Scan the lines below; pull out those with "Result".
:: Records supplied
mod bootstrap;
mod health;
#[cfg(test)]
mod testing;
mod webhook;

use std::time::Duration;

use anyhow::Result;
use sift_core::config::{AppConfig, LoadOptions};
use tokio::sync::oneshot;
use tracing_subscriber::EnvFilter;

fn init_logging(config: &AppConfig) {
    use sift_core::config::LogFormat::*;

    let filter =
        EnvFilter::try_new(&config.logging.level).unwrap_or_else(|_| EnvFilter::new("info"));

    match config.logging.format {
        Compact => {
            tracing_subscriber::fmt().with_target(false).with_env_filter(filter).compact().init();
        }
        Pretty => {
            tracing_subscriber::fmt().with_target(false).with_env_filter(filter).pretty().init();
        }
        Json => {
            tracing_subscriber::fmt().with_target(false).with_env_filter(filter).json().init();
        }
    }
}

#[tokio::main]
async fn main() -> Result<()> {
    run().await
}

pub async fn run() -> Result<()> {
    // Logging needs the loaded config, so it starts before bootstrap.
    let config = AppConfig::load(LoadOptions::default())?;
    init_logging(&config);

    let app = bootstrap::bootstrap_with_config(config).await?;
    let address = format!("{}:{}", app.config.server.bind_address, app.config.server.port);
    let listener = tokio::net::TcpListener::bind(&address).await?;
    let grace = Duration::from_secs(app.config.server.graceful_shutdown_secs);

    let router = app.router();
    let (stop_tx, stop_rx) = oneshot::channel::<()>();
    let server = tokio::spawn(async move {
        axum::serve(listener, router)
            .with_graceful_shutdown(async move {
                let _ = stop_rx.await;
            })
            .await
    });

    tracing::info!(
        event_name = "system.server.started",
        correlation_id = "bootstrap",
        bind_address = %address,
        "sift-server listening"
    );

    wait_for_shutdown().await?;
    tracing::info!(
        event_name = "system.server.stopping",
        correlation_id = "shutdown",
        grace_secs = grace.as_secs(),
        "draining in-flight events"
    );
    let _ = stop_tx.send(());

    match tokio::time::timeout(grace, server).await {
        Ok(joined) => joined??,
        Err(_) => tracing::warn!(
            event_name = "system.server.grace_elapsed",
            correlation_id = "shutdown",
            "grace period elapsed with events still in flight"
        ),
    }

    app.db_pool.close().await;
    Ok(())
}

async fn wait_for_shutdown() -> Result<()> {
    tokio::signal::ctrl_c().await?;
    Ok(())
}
::::
=== Response ===
use anyhow::Result;
async fn main() -> Result<()> {
pub async fn run() -> Result<()> {
async fn wait_for_shutdown() -> Result<()> {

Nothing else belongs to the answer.